Polisin baştan beri yolu açıp Arc de Triomphe bölgesinde kitleyi sıkıştırmak istediği görüldüğünde polis barikatlarının kaldırılması için Sarı Yelekliler yüklenmeye başladı. Polis yüklenen eylemcilere gaz ve ses bombası atarak alanda tutmaya çalıştı. Polisin saldırgan tavrına karşı çatışma sürerken polis bazı caddeler üzerinden kontrollü olarak kitle çıkışına izin verdi. Polisin açık saldırganlığı, bir kişinin olduğu alana bile TOMA'lardan tazyikli su sıkılmasıyla, yaralıları taşıyanlara gaz bombası atılmasıyla açıkça görülüyordu. Eylemciler saldırıya direnmeye çalışsa da hem tüm yönlerden kuşatılmış oldukları için hem de geniş meydanda savunmaya yarayacak malzeme olmadığı için saldırı daha çok bir işkenceye döndü.

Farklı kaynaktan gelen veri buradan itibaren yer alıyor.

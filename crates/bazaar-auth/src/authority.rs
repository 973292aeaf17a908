use bazaar_db::Database;
use bazaar_types::models::{ChatRole, Role, User};

use crate::error::AuthError;

/// Evaluates global-role and chat-role authorization decisions.
///
/// Both checks assume the caller was already authenticated by the token
/// layer, and both test the blacklist flag before any role logic: a
/// blacklisted account is Forbidden even with a still-valid token.
#[derive(Debug, Default, Clone)]
pub struct RoleAuthority;

impl RoleAuthority {
    pub fn check_global(&self, user: &User, allowed: &[Role]) -> Result<(), AuthError> {
        if user.blacklisted {
            return Err(AuthError::Forbidden);
        }
        // The single superuser rule: leader satisfies every global check.
        if user.role == Role::Leader || allowed.contains(&user.role) {
            return Ok(());
        }
        Err(AuthError::Forbidden)
    }

    /// Chat roles are their own hierarchy: a missing membership row is
    /// Forbidden whatever `allowed` contains, and no global bypass
    /// applies here.
    pub fn check_chat(
        &self,
        db: &Database,
        user: &User,
        chat_id: &str,
        allowed: &[ChatRole],
    ) -> Result<(), AuthError> {
        if user.blacklisted {
            return Err(AuthError::Forbidden);
        }

        let Some(row) = db
            .get_chat_member(chat_id, &user.id.to_string())
            .map_err(AuthError::Internal)?
        else {
            return Err(AuthError::Forbidden);
        };

        let role = ChatRole::parse(&row.role).ok_or_else(|| {
            AuthError::Internal(anyhow::anyhow!("Corrupt chat role in storage: {}", row.role))
        })?;

        if allowed.contains(&role) {
            Ok(())
        } else {
            Err(AuthError::Forbidden)
        }
    }
}

#[cfg(test)]
mod tests {
    use super::*;
    use chrono::Utc;
    use uuid::Uuid;

    fn user(role: Role, blacklisted: bool) -> User {
        User {
            id: Uuid::new_v4(),
            phone: "+1555".into(),
            password_hash: None,
            full_name: None,
            role,
            blacklisted,
            created_at: Utc::now(),
            updated_at: Utc::now(),
        }
    }

    #[test]
    fn leader_passes_any_global_check() {
        let authority = RoleAuthority;
        let leader = user(Role::Leader, false);

        assert!(authority.check_global(&leader, &[Role::Admin]).is_ok());
        assert!(authority.check_global(&leader, &[Role::Client]).is_ok());
        // Even an allow-list that does not mention leader.
        assert!(authority.check_global(&leader, &[]).is_ok());
    }

    #[test]
    fn non_leader_needs_an_exact_allow_list_match() {
        let authority = RoleAuthority;

        assert!(authority.check_global(&user(Role::Worker, false), &[Role::Admin]).is_err());
        assert!(authority.check_global(&user(Role::Admin, false), &[Role::Admin]).is_ok());
        assert!(
            authority
                .check_global(&user(Role::Client, false), &[Role::Client, Role::Worker])
                .is_ok()
        );
    }

    #[test]
    fn blacklist_wins_before_any_role_logic() {
        let authority = RoleAuthority;

        // Even the superuser rule does not survive a blacklist.
        assert!(matches!(
            authority.check_global(&user(Role::Leader, true), &[Role::Leader]),
            Err(AuthError::Forbidden)
        ));
    }

    #[test]
    fn missing_membership_row_is_always_forbidden() {
        let authority = RoleAuthority;
        let db = Database::open_in_memory().unwrap();
        let outsider = user(Role::Leader, false);
        db.create_user(&outsider.id.to_string(), "+1555", None, None, "leader")
            .unwrap();

        assert!(matches!(
            authority.check_chat(
                &db,
                &outsider,
                "c1",
                &[ChatRole::Owner, ChatRole::Moderator, ChatRole::Member]
            ),
            Err(AuthError::Forbidden)
        ));
    }

    #[test]
    fn chat_check_honors_the_membership_role() {
        let authority = RoleAuthority;
        let db = Database::open_in_memory().unwrap();
        let member = user(Role::Client, false);
        let uid = member.id.to_string();
        db.create_user(&uid, "+1555", None, None, "client").unwrap();
        db.upsert_chat_member("c1", &uid, "member", "2026-01-01T00:00:00Z")
            .unwrap();

        assert!(
            authority
                .check_chat(&db, &member, "c1", &[ChatRole::Owner, ChatRole::Moderator])
                .is_err()
        );
        assert!(
            authority
                .check_chat(&db, &member, "c1", &[ChatRole::Member])
                .is_ok()
        );
    }

    #[test]
    fn blacklisted_member_is_forbidden_despite_a_row() {
        let authority = RoleAuthority;
        let db = Database::open_in_memory().unwrap();
        let member = user(Role::Client, true);
        let uid = member.id.to_string();
        db.create_user(&uid, "+1555", None, None, "client").unwrap();
        db.upsert_chat_member("c1", &uid, "owner", "2026-01-01T00:00:00Z")
            .unwrap();

        assert!(matches!(
            authority.check_chat(&db, &member, "c1", &[ChatRole::Owner]),
            Err(AuthError::Forbidden)
        ));
    }
}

Kitle tüm polis şiddetine rağmen pes etmeyerek neredeyse tüm barikatları sırasıyla aşmaya çalıştı. Daha dar olan sokaklardaki polis barikatlarına yan caddelerden de gaz atarak saldıran polis, çift başlı TOMA’larla da kitleyi hedef aldı. Polisin saldırısı ve kuşatmayla yaratmak istediği psikoloji eylemcilerin iradesine çarpınca dağıldı. Polis terörü korku değil öfkeyi besledi. Gün sonunda 200’ü aşkın geçici, bir o kadar da uzun süreli gözaltı oldu. “Kırıcılar” diyerek etrafa zarar verme iddiasını atan polisin aslında eylemcilere karşı saldırganlığı da böylece bir kez daha görüldü. Eylemin genel havasından yansıyanlar katılımın artmasıyla morallerin de yüksek olduğunu yansıtıyordu.
GDDK eyleme renk katıyor
Grev ve Direnişlerle Dayanışma Komitesi de eylemlere daha organize katılmak için çalışmalarını sürdürüyor. Hafta içi harekete yönelik Türkiyeli göçmen işçiler olarak çağrı açıklamasını yayınlayan komite bugünkü eyleme “Occupation, Grev, Resistance! /İşgal, grev, direniş!” sloganlı pankart ve çeşitli şiarlardan oluşan dövizlerle katıldı. Pankart oldukça ilgi çekerken komite hakkında da bilgi almak isteyen Sarı Yelekliler ile sohbet edildi. Kitle içerisinde sloganlar attırılarak eylemin politik havası etkilenmeye çalışıldı. GDDK, hareket içindeki sağcı eğilimlere karşı hem göçmen katılımının hem de işçi sınıfının parçası olarak da rengini katmış oldu.
Tüm Fransa’da aynı hava
Dünkü eylemlere katılım sadece Paris'te değil ülkenin bir dizi kentinde de arttı. Burges gibi hareketin ilk ortaya çıktığı kentlerde de polisle çatışmalar yaşandı. Bordeaux da güçlü eylemlerin sürdüğü bir merkez olmaya devam etti. Rouen ve Toulouse’ta da eylem devam etti. Tüm Fransa kentlerinden yansıyan haberlerde aynı havanın hakim olduğu görülüyor. Herhangi bir kentin eylemlerden kopmadığı, ilk günkü kararlılığın devam ettiği dikkat çeken eylemlerin sürekliliği hareketin enerjisini de yükseltiyor.
Yoğun saldırganlığa karşın eylemcilerin sayısının artması, tutuklama terörüne karşı dayanışma ve sahiplenme pratiklerinin ortaya çıkması devletin hamlelerinin çaresiz kaldığını gösteriyor. Buna karşın hareket, ilk haftalardaki kitleselliğini yakalayamasa da dünkü eylemlerde artan katılım, Sarı Yelekliler'i zayıf göstermeye çalışan burjuva basını bile bu tabloyu ifade etmek zorunda bıraktı.